The really stupid thing about the Sentinels is that they actually DO have lasers. They use them to cut into Morpheus's ship at the end of the first movie. But apparently, when fighting humans, they would rather get in close and use tentacles than keep their distance and fire a laser capable of melting through solid steel.
i guess the Sentinel's bombs would have made it too easy for them to take over zion quickly and not have a pretty sweet battle scene... haha
although it should be pointed out that in The Matrix Reloaded, the sentinels had the bomb things that they used to explode two of zion's hovercraft.. i guess they stopped using these in the battle in The Matrix Revolutions.
Then again, i might just really love the Matrix trilogy. :D
I've gotta say that there weren't any times during the original Star Wars trilogy where R2's jet boosters would have came in handy. Plus he probably did use them when he fell into the swamp on Dagobah.

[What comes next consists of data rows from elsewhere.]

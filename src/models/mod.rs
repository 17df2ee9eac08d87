mod analysis;
mod insight;
mod numeric;
mod order;
mod portfolio;
mod view;

pub use analysis::{AllocationEntry, BehaviorStats, CompositionData, InstrumentPerformance, PerformanceData};
pub use insight::{InsightCategory, InsightItem, InsightReport};
pub use order::{NewOrder, Order, OrderPatch, OrderSide};
pub use portfolio::{Holding, PortfolioSummary};
pub use view::ViewState;

pub(crate) use numeric::lenient_f64;
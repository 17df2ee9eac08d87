use std::collections::HashMap;

use serde::Deserialize;

use super::lenient_f64;

/// One slice of an allocation map. Percentages across a map should sum to
/// roughly 100, but upstream data may be incomplete so nothing assumes it.
#[derive(Debug, Clone, Default, PartialEq, Deserialize)]
pub struct AllocationEntry {
    #[serde(default, deserialize_with = "lenient_f64")]
    pub value: Option<f64>,
    #[serde(default, deserialize_with = "lenient_f64")]
    pub percentage: Option<f64>,
}

/// Payload of `/portfolio/composition`. Maps are keyed by sector name or
/// market-cap bucket label.
#[derive(Debug, Clone, Default, PartialEq, Deserialize)]
pub struct CompositionData {
    #[serde(default)]
    pub sector_allocation: HashMap<String, AllocationEntry>,
    #[serde(default)]
    pub market_cap_allocation: HashMap<String, AllocationEntry>,
    #[serde(default, deserialize_with = "lenient_f64")]
    pub total_portfolio_value: Option<f64>,
}

/// One ranked instrument in the gainers/losers lists. Every numeric field may
/// be absent or non-numeric upstream and degrades to `None` at ingestion.
#[derive(Debug, Clone, Default, PartialEq, Deserialize)]
pub struct InstrumentPerformance {
    #[serde(default)]
    pub symbol: String,
    #[serde(default, deserialize_with = "lenient_f64")]
    pub investment: Option<f64>,
    #[serde(default, deserialize_with = "lenient_f64")]
    pub profit_loss: Option<f64>,
    #[serde(default, deserialize_with = "lenient_f64")]
    pub return_percentage: Option<f64>,
    #[serde(default, deserialize_with = "lenient_f64")]
    pub current_price: Option<f64>,
}

/// Payload of `/portfolio/performance`. Both lists arrive pre-ranked.
#[derive(Debug, Clone, Default, PartialEq, Deserialize)]
pub struct PerformanceData {
    #[serde(default)]
    pub top_gainers: Vec<InstrumentPerformance>,
    #[serde(default)]
    pub top_losers: Vec<InstrumentPerformance>,
}

/// Payload of `/portfolio/behavior`: scalar trading statistics.
#[derive(Debug, Clone, Default, PartialEq, Deserialize)]
pub struct BehaviorStats {
    #[serde(default, deserialize_with = "lenient_f64")]
    pub average_holding_time: Option<f64>,
    #[serde(default, deserialize_with = "lenient_f64")]
    pub win_rate: Option<f64>,
    #[serde(default, deserialize_with = "lenient_f64")]
    pub trading_frequency: Option<f64>,
    #[serde(default, deserialize_with = "lenient_f64")]
    pub total_trades: Option<f64>,
    #[serde(default, deserialize_with = "lenient_f64")]
    pub profitable_trades: Option<f64>,
}
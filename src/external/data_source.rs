use async_trait::async_trait;

use crate::errors::ApiError;
use crate::models::{
    BehaviorStats, CompositionData, NewOrder, Order, OrderPatch, PerformanceData, PortfolioSummary,
};
use crate::session::Credential;

/// The remote API seam. Read operations are keyed by view; every protected
/// operation carries the caller's credential and reports `Unauthorized`
/// distinctly from other failures so the session layer can react.
#[async_trait]
pub trait DataSource: Send + Sync {
    async fn login(&self, email: &str, password: &str) -> Result<Credential, ApiError>;

    async fn register(&self, email: &str, password: &str) -> Result<Credential, ApiError>;

    /// Aggregate totals, per-symbol holdings, and order history.
    async fn portfolio_summary(&self, credential: &Credential) -> Result<PortfolioSummary, ApiError>;

    /// Sector and market-cap allocation maps.
    async fn composition(&self, credential: &Credential) -> Result<CompositionData, ApiError>;

    /// Ranked gainer/loser lists.
    async fn performance(&self, credential: &Credential) -> Result<PerformanceData, ApiError>;

    /// Scalar trading-behavior statistics.
    async fn behavior(&self, credential: &Credential) -> Result<BehaviorStats, ApiError>;

    /// The raw free-text commentary blob produced by the upstream language
    /// model. Formatting is unknown and variable; parsing happens client-side.
    async fn ai_summary(&self, credential: &Credential) -> Result<String, ApiError>;

    async fn orders(&self, credential: &Credential) -> Result<Vec<Order>, ApiError>;

    async fn add_order(&self, credential: &Credential, order: &NewOrder) -> Result<Order, ApiError>;

    async fn update_order(
        &self,
        credential: &Credential,
        order_id: &str,
        patch: &OrderPatch,
    ) -> Result<Order, ApiError>;

    async fn delete_order(&self, credential: &Credential, order_id: &str) -> Result<(), ApiError>;

    async fn delete_all_orders(&self, credential: &Credential) -> Result<(), ApiError>;
}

His use in the X-Wing is that he can control the ship if need-be, adding more intelligence to the ship pretty much.
Yeah, I'm a big nerd.
How can you say Ratchet is the useless, when he wasn't ripped apart by Megatron unlike the annoying Jazz, who was a solstice of all thing.... He didn't even have a real weapon... which explains why he was the only casualty on the "good side".
About R2-D2, perhaps his flying ability broke down at some point and he was simply unable to get it fixed.
And where was rachet when bumble bee had his legs blown of or when the little one gon torn up by megatron what a stupid robot
Danger! Danger! Run, Will Robinson!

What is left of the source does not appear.